Remaining outside the CWC prohibits any transfers of either schedule 1 or 2 chemicals
involving states parties.
4
According to Article 9, paragraph 17, the OPCW’s Executive Council may refuse the challenge inspection (no
later than 12 hours after having received the request) by a three-quarter majority should it judge that the
request was unfounded.
5
Finally, the political and reputational cost of remaining outside the treaty needs to be
considered. It is ‘a matter of time’ before Myanmar, Angola and South Sudan join the CWC,
which would leave only Israel and Egypt - alongside North Korea - outside of it. The
removal of Syria’s chemical arsenal delivered an important security dividend to the region,
which prompted Israeli President Shimon Peres to state that Israel should now consider
joining the CWC. Because chemical weapons are not essential to national security, it was
argued that Syria’s accession should be matched to remove any doubts about the status of
chemical weapons in the region.
Next steps
Participants also discussed accession timelines and confidence building measures that both
states could take. If immediate ratification is too difficult, one speaker suggested that both
countries conduct voluntary declarations of all industrial Schedule 2, 3 and other chemical
production facility (OCPF) sites. This would be seen as an initial confidence building
measure and therefore not necessarily comprehensive. This could be followed by voluntarily
declaring Schedule 1 facilities; issuing an Article 10-type statement on CW defence
programmes; issuing a voluntarily report on or passing CWC-compatible implementing
legislation, for example on the export and transfer to, and to prevent the acquisition of
materials and technologies by terrorists; inviting the OPCW technical secretariat to inspect
one site each according to verification annex rules; inviting the technical secretariat to
review lessons learnt from such declarations/visits/inspections series, perhaps leading to
annual visits. One other suggestion was for Israel to conduct ‘mock inspections’ at some of
its facilities to explore the possibility of allowing inspections while preserving sensitive
military secrets. The OPCW is currently conducting similar exercises with Myanmar.

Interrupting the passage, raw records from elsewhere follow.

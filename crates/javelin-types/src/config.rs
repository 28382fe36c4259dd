//! Configuration types for the audit ledger.
//!
//! [`LedgerConfig`] is the top-level configuration loaded from
//! `javelin.toml`. It points at the SQLite ledger and tunes the chain
//! linker's retry budget and the export stream's buffer.

use std::path::{Path, PathBuf};

use serde::{Deserialize, Serialize};

use crate::LedgerError;

/// Default configuration filename.
pub const CONFIG_FILENAME: &str = "javelin.toml";

/// Default SQLite ledger filename.
pub const LEDGER_FILENAME: &str = "audit.db";

/// Retry budget for appending to a chain under contention.
#[derive(Debug, Clone, PartialEq, Eq, Serialize, Deserialize)]
#[serde(default)]
pub struct LinkConfig {
    /// Maximum number of read-tail/append attempts before giving up.
    pub max_attempts: u32,
    /// Linear backoff step between attempts, in milliseconds.
    pub backoff_ms: u64,
}

impl Default for LinkConfig {
    fn default() -> Self {
        Self {
            max_attempts: 32,
            backoff_ms: 2,
        }
    }
}

/// Export stream tuning.
#[derive(Debug, Clone, PartialEq, Eq, Serialize, Deserialize)]
#[serde(default)]
pub struct ExportConfig {
    /// Rows buffered between the store read and the consumer. When the
    /// buffer is full the read waits for the consumer.
    pub channel_capacity: usize,
}

impl Default for ExportConfig {
    fn default() -> Self {
        Self {
            channel_capacity: 64,
        }
    }
}

/// Top-level configuration for a ledger instance.
#[derive(Debug, Clone, PartialEq, Eq, Serialize, Deserialize)]
pub struct LedgerConfig {
    /// Path to the SQLite audit ledger database.
    pub ledger_path: PathBuf,
    #[serde(default)]
    pub link: LinkConfig,
    #[serde(default)]
    pub export: ExportConfig,
}

impl Default for LedgerConfig {
    fn default() -> Self {
        Self {
            ledger_path: PathBuf::from(LEDGER_FILENAME),
            link: LinkConfig::default(),
            export: ExportConfig::default(),
        }
    }
}

impl LedgerConfig {
    /// Parse a configuration from a TOML string.
    pub fn from_toml(content: &str) -> Result<Self, LedgerError> {
        let config: Self =
            toml::from_str(content).map_err(|e| LedgerError::Config(e.to_string()))?;
        config.validate()?;
        Ok(config)
    }

    /// Serialize the configuration to a TOML string.
    pub fn to_toml(&self) -> Result<String, LedgerError> {
        toml::to_string_pretty(self).map_err(|e| LedgerError::Config(e.to_string()))
    }

    /// Default configuration with the ledger placed under `base_dir`.
    pub fn default_for(base_dir: &Path) -> Self {
        Self {
            ledger_path: base_dir.join(LEDGER_FILENAME),
            ..Self::default()
        }
    }

    /// Reject values that would make the linker or exporter unusable.
    pub fn validate(&self) -> Result<(), LedgerError> {
        if self.ledger_path.as_os_str().is_empty() {
            return Err(LedgerError::Config("ledger_path must not be empty".into()));
        }
        if self.link.max_attempts == 0 {
            return Err(LedgerError::Config(
                "link.max_attempts must be at least 1".into(),
            ));
        }
        if self.export.channel_capacity == 0 {
            return Err(LedgerError::Config(
                "export.channel_capacity must be at least 1".into(),
            ));
        }
        Ok(())
    }
}
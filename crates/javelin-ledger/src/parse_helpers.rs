//! Helpers for decoding chain rows from SQLite.
//!
//! These convert decode failures into `rusqlite::Error` instead of panicking,
//! since ledger rows may be hand-edited or written by older versions.

use std::str::FromStr;

use chrono::{DateTime, Utc};
use rusqlite::types::Type;

use javelin_types::LedgerError;

/// Parse a text column into one of the ledger's string-coded enums.
pub(crate) fn parse_text<T>(s: &str, col: usize) -> rusqlite::Result<T>
where
    T: FromStr<Err = LedgerError>,
{
    s.parse()
        .map_err(|e| rusqlite::Error::FromSqlConversionFailure(col, Type::Text, Box::new(e)))
}

/// Decode a microsecond Unix timestamp column.
pub(crate) fn parse_micros(us: i64, col: usize) -> rusqlite::Result<DateTime<Utc>> {
    DateTime::from_timestamp_micros(us).ok_or_else(|| {
        rusqlite::Error::FromSqlConversionFailure(
            col,
            Type::Integer,
            Box::new(LedgerError::Storage(format!("timestamp out of range: {us}"))),
        )
    })
}
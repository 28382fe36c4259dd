//! Canonical payloads for message and tool entries.
//!
//! A payload is rendered as compact JSON with object keys sorted at every
//! depth, so equal payloads always hash equally regardless of field order.
//! Message content is canonicalized before it is embedded.

use chrono::{DateTime, Utc};
use serde::Serialize;
use serde_json::{Map, Value};

use javelin_types::{ConversationKey, LedgerError, Role};

use crate::canonical::canonicalize;
use crate::digest::sha256_hex;
use crate::entry::EntryDraft;

/// Minimum length of a pre-computed artifact digest that is trusted as-is.
const MIN_ARTIFACT_DIGEST_LEN: usize = 32;

/// Key-sorted compact JSON.
pub fn stable_json(value: &Value) -> String {
    stable_json_ignoring(value, &[])
}

/// Key-sorted compact JSON with the named keys dropped at every depth
/// (volatile fields such as `system_fingerprint`).
pub fn stable_json_ignoring(value: &Value, ignore: &[&str]) -> String {
    sort_keys(value, ignore).to_string()
}

fn sort_keys(value: &Value, ignore: &[&str]) -> Value {
    match value {
        Value::Object(map) => {
            let mut keys: Vec<&String> = map
                .keys()
                .filter(|k| !ignore.contains(&k.as_str()))
                .collect();
            keys.sort();
            let mut sorted = Map::new();
            for key in keys {
                sorted.insert(key.clone(), sort_keys(&map[key.as_str()], ignore));
            }
            Value::Object(sorted)
        }
        Value::Array(items) => Value::Array(items.iter().map(|v| sort_keys(v, ignore)).collect()),
        other => other.clone(),
    }
}

/// Digest of a tool's returned data.
///
/// Artifacts that already carry their digest
/// (`{"type": "artifact", "sha256": "..."}`) are not re-hashed.
pub fn data_hash(data: &Value) -> String {
    if data.get("type").and_then(Value::as_str) == Some("artifact") {
        if let Some(digest) = data.get("sha256").and_then(Value::as_str) {
            if digest.len() >= MIN_ARTIFACT_DIGEST_LEN {
                return digest.to_string();
            }
        }
    }
    sha256_hex(stable_json(data).as_bytes())
}

/// Digest of a tool call's arguments.
pub fn args_hash(args: &Value) -> String {
    sha256_hex(stable_json(args).as_bytes())
}

fn to_canonical_json<T: Serialize>(payload: &T, kind: &str) -> Result<String, LedgerError> {
    let mut value = serde_json::to_value(payload)
        .map_err(|e| LedgerError::Encoding(format!("failed to serialize {kind} payload: {e}")))?;
    if let Value::Object(map) = &mut value {
        map.insert("type".into(), Value::String(kind.into()));
    }
    Ok(stable_json(&value))
}

/// Audit payload for one chat message.
#[derive(Debug, Clone, PartialEq, Serialize)]
#[serde(rename_all = "camelCase")]
pub struct MessageAudit {
    pub user_id: String,
    pub conversation_id: String,
    pub step_id: String,
    pub role: Role,
    #[serde(skip_serializing_if = "Option::is_none")]
    pub name: Option<String>,
    #[serde(skip_serializing_if = "Option::is_none")]
    pub content: Option<String>,
    #[serde(skip_serializing_if = "Option::is_none")]
    pub seq: Option<i64>,
    #[serde(skip_serializing_if = "Option::is_none")]
    pub ts: Option<DateTime<Utc>>,
    #[serde(skip_serializing_if = "Option::is_none")]
    pub model: Option<String>,
}

impl MessageAudit {
    pub fn new(key: &ConversationKey, step_id: impl Into<String>, role: Role) -> Self {
        Self {
            user_id: key.user_id.clone(),
            conversation_id: key.conversation_id.clone(),
            step_id: step_id.into(),
            role,
            name: None,
            content: None,
            seq: None,
            ts: None,
            model: None,
        }
    }

    pub fn with_content(mut self, content: impl AsRef<str>) -> Self {
        self.content = Some(canonicalize(content.as_ref()));
        self
    }

    pub fn canonical_json(&self) -> Result<String, LedgerError> {
        to_canonical_json(self, "message")
    }

    /// Entry draft carrying this payload.
    pub fn draft(&self) -> Result<EntryDraft, LedgerError> {
        let mut draft = EntryDraft::message(self.role, self.canonical_json()?).with_step(&self.step_id);
        draft.seq = self.seq;
        Ok(draft)
    }
}

/// Audit payload for one tool execution.
#[derive(Debug, Clone, PartialEq, Serialize)]
pub struct ToolAudit {
    #[serde(rename = "userId")]
    pub user_id: String,
    #[serde(rename = "conversationId")]
    pub conversation_id: String,
    #[serde(rename = "stepId")]
    pub step_id: String,
    pub name: String,
    #[serde(skip_serializing_if = "Option::is_none")]
    pub args_hash: Option<String>,
    #[serde(skip_serializing_if = "Option::is_none")]
    pub data_hash: Option<String>,
    /// The result came from a cache of an identical earlier call.
    pub reused: bool,
    pub status: String,
    #[serde(skip_serializing_if = "Option::is_none")]
    pub ts: Option<DateTime<Utc>>,
    #[serde(skip_serializing_if = "Option::is_none")]
    pub cost_ms: Option<i64>,
}

impl ToolAudit {
    pub fn new(
        key: &ConversationKey,
        step_id: impl Into<String>,
        name: impl Into<String>,
        status: impl Into<String>,
    ) -> Self {
        Self {
            user_id: key.user_id.clone(),
            conversation_id: key.conversation_id.clone(),
            step_id: step_id.into(),
            name: name.into(),
            args_hash: None,
            data_hash: None,
            reused: false,
            status: status.into(),
            ts: None,
            cost_ms: None,
        }
    }

    pub fn with_args(mut self, args: &Value) -> Self {
        self.args_hash = Some(args_hash(args));
        self
    }

    pub fn with_data(mut self, data: &Value) -> Self {
        self.data_hash = Some(data_hash(data));
        self
    }

    pub fn canonical_json(&self) -> Result<String, LedgerError> {
        to_canonical_json(self, "tool")
    }

    pub fn draft(&self) -> Result<EntryDraft, LedgerError> {
        Ok(EntryDraft::tool_result(&self.name, self.canonical_json()?)
            .with_step(&self.step_id)
            .with_state(&self.status))
    }
}

#[cfg(test)]
mod tests {
    use super::*;
    use serde_json::json;

    fn key() -> ConversationKey {
        ConversationKey::new("u1", "c1")
    }

    struct Unencodable;

    impl Serialize for Unencodable {
        fn serialize<S: serde::Serializer>(&self, _: S) -> Result<S::Ok, S::Error> {
            Err(serde::ser::Error::custom("refused"))
        }
    }

    #[test]
    fn serialize_failure_is_an_encoding_error() {
        let err = to_canonical_json(&Unencodable, "message").unwrap_err();
        assert!(matches!(err, LedgerError::Encoding(_)), "got {err:?}");
        assert!(err.to_string().contains("message payload"));
    }

    #[test]
    fn stable_json_sorts_nested_keys() {
        let value = json!({"b": 1, "a": {"z": true, "m": [ {"y": 1, "x": 2} ]}});
        assert_eq!(
            stable_json(&value),
            r#"{"a":{"m":[{"x":2,"y":1}],"z":true},"b":1}"#
        );
    }

    #[test]
    fn ignored_keys_are_dropped_at_every_depth() {
        let value = json!({"id": 1, "system_fingerprint": "fp", "inner": {"system_fingerprint": "x"}});
        assert_eq!(
            stable_json_ignoring(&value, &["system_fingerprint"]),
            r#"{"id":1,"inner":{}}"#
        );
    }

    #[test]
    fn artifact_digest_is_reused() {
        let digest = "a".repeat(64);
        assert_eq!(data_hash(&json!({"type": "artifact", "sha256": digest})), digest);
    }

    #[test]
    fn short_artifact_digest_is_rehashed() {
        let data = json!({"type": "artifact", "sha256": "abc"});
        assert_eq!(data_hash(&data), sha256_hex(stable_json(&data).as_bytes()));
    }

    #[test]
    fn data_hash_ignores_key_order() {
        let a: Value = serde_json::from_str(r#"{"x":1,"y":[1,2]}"#).unwrap();
        let b: Value = serde_json::from_str(r#"{"y":[1,2],"x":1}"#).unwrap();
        assert_eq!(data_hash(&a), data_hash(&b));
    }

    #[test]
    fn message_payload_is_sorted_and_omits_absent_fields() {
        let payload = MessageAudit::new(&key(), "s1", Role::Assistant).with_content("#Hi");
        assert_eq!(
            payload.canonical_json().unwrap(),
            r##"{"content":"# Hi\n","conversationId":"c1","role":"assistant","stepId":"s1","type":"message","userId":"u1"}"##
        );
    }

    #[test]
    fn tool_payload_uses_snake_case_hash_fields() {
        let payload = ToolAudit::new(&key(), "s2", "search", "ok")
            .with_args(&json!({"q": "rust"}))
            .with_data(&json!({"hits": 3}));
        let json: Value = serde_json::from_str(&payload.canonical_json().unwrap()).unwrap();
        assert_eq!(json["type"], "tool");
        assert_eq!(json["name"], "search");
        assert_eq!(json["reused"], false);
        assert_eq!(json["args_hash"].as_str().map(str::len), Some(64));
        assert!(json.get("cost_ms").is_none());
    }

    #[test]
    fn drafts_carry_payload_and_step() {
        let draft = ToolAudit::new(&key(), "s3", "fetch", "error").draft().unwrap();
        assert_eq!(draft.tool_name.as_deref(), Some("fetch"));
        assert_eq!(draft.step_id.as_deref(), Some("s3"));
        assert_eq!(draft.state.as_deref(), Some("error"));
        assert!(draft.canonical.contains(r#""type":"tool""#));
    }
}
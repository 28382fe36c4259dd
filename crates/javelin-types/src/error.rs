//! Error type shared across all Javelin crates.

/// Errors that can occur in the audit ledger.
///
/// Integrity findings (a broken link, a mismatched digest) are never errors;
/// they are reported through a verification report. These variants cover the
/// infrastructure around the chain: storage, contention, payload encoding,
/// export and configuration.
#[derive(Debug, thiserror::Error)]
pub enum LedgerError {
    #[error("audit storage error: {0}")]
    Storage(String),

    #[error("audit storage busy: {0}")]
    Busy(String),

    #[error("could not extend chain for {conversation} after {attempts} attempts")]
    LinkContention { conversation: String, attempts: u32 },

    #[error(
        "cannot anchor entry for {conversation} at {at}: chain already extends to {tail_at}"
    )]
    AnchorBehindTail {
        conversation: String,
        at: String,
        tail_at: String,
    },

    #[error("audit payload encoding error: {0}")]
    Encoding(String),

    #[error("audit export error: {0}")]
    Export(String),

    #[error("configuration error: {0}")]
    Config(String),

    #[error(transparent)]
    Io(#[from] std::io::Error),
}

impl LedgerError {
    /// Whether retrying the operation against a fresh tail read can succeed.
    pub fn is_transient(&self) -> bool {
        matches!(self, LedgerError::Busy(_))
    }
}
//! Javelin audit integrity: canonicalization, hash-chained conversation
//! ledger, verification, and export.
//!
//! This facade re-exports the workspace crates so downstream code can depend
//! on a single package.

pub use javelin_ledger as ledger;
pub use javelin_types as types;
//! CLI command implementations for the `javelin` binary.

pub mod audit;
pub mod config;
pub mod text;

use std::io::Read;
use std::path::Path;

use anyhow::{Context, Result};

use javelin_types::{ConfigLoader, EffectiveConfig, LedgerConfig};

/// Load the layered configuration, honoring an explicit `--config` file.
pub(crate) fn load_effective(path: Option<&Path>) -> Result<EffectiveConfig> {
    let loader = match path {
        Some(path) => ConfigLoader::new().with_file(path.to_path_buf()),
        None => ConfigLoader::new(),
    };
    loader.load().context("failed to load configuration")
}

pub(crate) fn load_config(path: Option<&Path>) -> Result<LedgerConfig> {
    Ok(load_effective(path)?.config)
}

/// Read all of `file`, or stdin when no file is given.
pub(crate) fn read_input(file: Option<&Path>) -> Result<String> {
    match file {
        Some(path) => std::fs::read_to_string(path)
            .with_context(|| format!("failed to read {}", path.display())),
        None => {
            let mut buf = String::new();
            std::io::stdin()
                .read_to_string(&mut buf)
                .context("failed to read stdin")?;
            Ok(buf)
        }
    }
}
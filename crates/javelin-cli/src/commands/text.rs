use std::path::Path;

use anyhow::Result;

use javelin_ledger::Canonicalizer;

use crate::commands::read_input;

/// Run `javelin canonicalize [FILE]`.
pub fn canonicalize(file: Option<&Path>) -> Result<()> {
    let input = read_input(file)?;
    print!("{}", Canonicalizer.canonicalize(&input));
    Ok(())
}

/// Run `javelin fingerprint [FILE]`.
pub fn fingerprint(file: Option<&Path>) -> Result<()> {
    let input = read_input(file)?;
    println!("{}", Canonicalizer.fingerprint(&input));
    Ok(())
}
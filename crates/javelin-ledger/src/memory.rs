//! In-process chain store.
//!
//! Useful for tests and for embedding the ledger where durability is handled
//! elsewhere. The whole map sits behind one `RwLock`, so the tail check and
//! the push in `append` happen under a single write guard.

use std::collections::HashMap;
use std::ops::ControlFlow;
use std::sync::atomic::{AtomicI64, Ordering};
use std::sync::{RwLock, RwLockReadGuard, RwLockWriteGuard};

use chrono::{DateTime, Utc};

use javelin_types::{ConversationKey, LedgerError};

use crate::entry::{Entry, NewEntry, TimelineRow};
use crate::store::{check_append, AppendOutcome, ChainStore, ChainTail};

#[derive(Default)]
pub struct MemoryChainStore {
    chains: RwLock<HashMap<ConversationKey, Vec<Entry>>>,
    next_id: AtomicI64,
}

impl MemoryChainStore {
    pub fn new() -> Self {
        Self::default()
    }

    fn read(&self) -> Result<RwLockReadGuard<'_, HashMap<ConversationKey, Vec<Entry>>>, LedgerError> {
        self.chains
            .read()
            .map_err(|_| LedgerError::Storage("memory store lock poisoned".into()))
    }

    fn write(
        &self,
    ) -> Result<RwLockWriteGuard<'_, HashMap<ConversationKey, Vec<Entry>>>, LedgerError> {
        self.chains
            .write()
            .map_err(|_| LedgerError::Storage("memory store lock poisoned".into()))
    }
}

fn tail_of(entries: &[Entry], at: Option<DateTime<Utc>>) -> Option<ChainTail> {
    entries
        .iter()
        .rev()
        .find(|e| at.map_or(true, |at| e.created_at <= at))
        .map(|e| ChainTail {
            hash: e.hash.clone(),
            created_at: e.created_at,
            index: e.index,
        })
}

impl ChainStore for MemoryChainStore {
    fn tail(
        &self,
        key: &ConversationKey,
        at: Option<DateTime<Utc>>,
    ) -> Result<Option<ChainTail>, LedgerError> {
        let chains = self.read()?;
        Ok(chains.get(key).and_then(|entries| tail_of(entries, at)))
    }

    fn append(&self, entry: &NewEntry) -> Result<AppendOutcome, LedgerError> {
        let mut chains = self.write()?;
        let entries = chains.entry(entry.key.clone()).or_default();
        let tail = tail_of(entries, None);
        if !check_append(entry, tail.as_ref())? {
            return Ok(AppendOutcome::Conflict { current: tail });
        }

        let stored = Entry {
            index: entries.len(),
            id: self.next_id.fetch_add(1, Ordering::Relaxed) + 1,
            key: entry.key.clone(),
            created_at: entry.created_at,
            kind: entry.kind,
            role: entry.role,
            step_id: entry.step_id.clone(),
            seq: entry.seq,
            state: entry.state.clone(),
            tool_name: entry.tool_name.clone(),
            prev_hash: entry.link.prev.clone(),
            hash: entry.link.hash.clone(),
            canonical: Some(entry.link.canonical.clone()),
        };
        entries.push(stored.clone());
        Ok(AppendOutcome::Appended(stored))
    }

    fn read_chain(&self, key: &ConversationKey) -> Result<Vec<Entry>, LedgerError> {
        let chains = self.read()?;
        Ok(chains.get(key).cloned().unwrap_or_default())
    }

    fn scan_timeline(
        &self,
        key: &ConversationKey,
        visit: &mut dyn FnMut(TimelineRow) -> ControlFlow<()>,
    ) -> Result<(), LedgerError> {
        // Snapshot first so the visitor never runs under the lock.
        let rows: Vec<TimelineRow> = self
            .read()?
            .get(key)
            .map(|entries| entries.iter().map(Entry::timeline_row).collect())
            .unwrap_or_default();
        for row in rows {
            if visit(row).is_break() {
                break;
            }
        }
        Ok(())
    }

    fn conversations(&self) -> Result<Vec<ConversationKey>, LedgerError> {
        let chains = self.read()?;
        let mut keys: Vec<_> = chains
            .iter()
            .filter(|(_, entries)| !entries.is_empty())
            .map(|(key, _)| key.clone())
            .collect();
        keys.sort();
        Ok(keys)
    }
}

#[cfg(test)]
mod tests {
    use super::*;
    use crate::entry::{ChainLink, EntryDraft, GENESIS_HASH};
    use chrono::TimeZone;
    use javelin_types::Role;

    fn append(store: &MemoryChainStore, key: &ConversationKey, prev: &str, secs: i64) -> AppendOutcome {
        let at = Utc.timestamp_opt(1_700_000_000 + secs, 0).unwrap();
        let text = format!("entry at {secs}");
        store
            .append(&NewEntry::new(
                key.clone(),
                at,
                EntryDraft::message(Role::Assistant, text.clone()),
                ChainLink::compute(prev, text),
            ))
            .unwrap()
    }

    #[test]
    fn appends_extend_the_tail() {
        let store = MemoryChainStore::new();
        let key = ConversationKey::new("u", "c");
        let AppendOutcome::Appended(first) = append(&store, &key, GENESIS_HASH, 0) else {
            panic!("first append should land");
        };
        let AppendOutcome::Appended(second) = append(&store, &key, &first.hash, 1) else {
            panic!("second append should land");
        };
        assert_eq!(second.index, 1);
        assert!(second.id > first.id);
        assert_eq!(store.tail(&key, None).unwrap().unwrap().hash, second.hash);
        assert_eq!(store.read_chain(&key).unwrap().len(), 2);
    }

    #[test]
    fn stale_prev_conflicts() {
        let store = MemoryChainStore::new();
        let key = ConversationKey::new("u", "c");
        append(&store, &key, GENESIS_HASH, 0);
        assert!(matches!(
            append(&store, &key, GENESIS_HASH, 1),
            AppendOutcome::Conflict { current: Some(_) }
        ));
    }

    #[test]
    fn conversations_are_independent() {
        let store = MemoryChainStore::new();
        let a = ConversationKey::new("u", "a");
        let b = ConversationKey::new("u", "b");
        append(&store, &a, GENESIS_HASH, 0);
        assert!(matches!(
            append(&store, &b, GENESIS_HASH, 0),
            AppendOutcome::Appended(_)
        ));
        assert_eq!(store.conversations().unwrap(), vec![a, b]);
    }
}
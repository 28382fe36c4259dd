pub mod canonical;
pub mod chain;
pub mod digest;
pub mod entry;
pub mod export;
pub mod memory;
mod parse_helpers;
pub mod payload;
pub mod store;
pub mod verify;

pub use canonical::{canonicalize, count_fence_markers, Canonicalizer};
pub use chain::ChainLinker;
pub use entry::{ChainLink, Entry, EntryDraft, NewEntry, TimelineRow, GENESIS_HASH};
pub use export::{ExportFormat, ExportStream, Exporter, RowStream};
pub use memory::MemoryChainStore;
pub use payload::{MessageAudit, ToolAudit};
pub use store::{AppendOutcome, ChainStore, ChainTail, SqliteChainStore};
pub use verify::{verify_entries, VerifyIssue, VerifyReport, Verifier};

One participant suggested that it might be preferable for Israeli officials to discuss
ratification of the CWC with its neighbours: once Israel signals its willingness to ratify the
CWC, the designated conveners of the Helsinki conference on the WMD-free zone (Russia,
the United Kingdom, and the United States) could begin negotiations with Egypt over its
accession to the treaty. This would be a step towards a WMD-free zone in the region. But
according to one Israeli speaker, simultaneous accession is not necessary. Given that Israel
faces fewer political obstacles to CWC adherence, ratification could instead be unilateral.
One Israeli speaker outlined a three-stage campaign that would encourage Israeli ratification
of the CWC: raising public awareness through the media and ‘making it an issue’, raising
awareness in the Knesset and creating a technical group of experts to think of specific
confidence-building measures and map out threat perceptions to address. Although efforts
would be focused on Israel, much of the process could be mirrored in Egypt and would
ultimately culminate in both countries acceding to the treaty.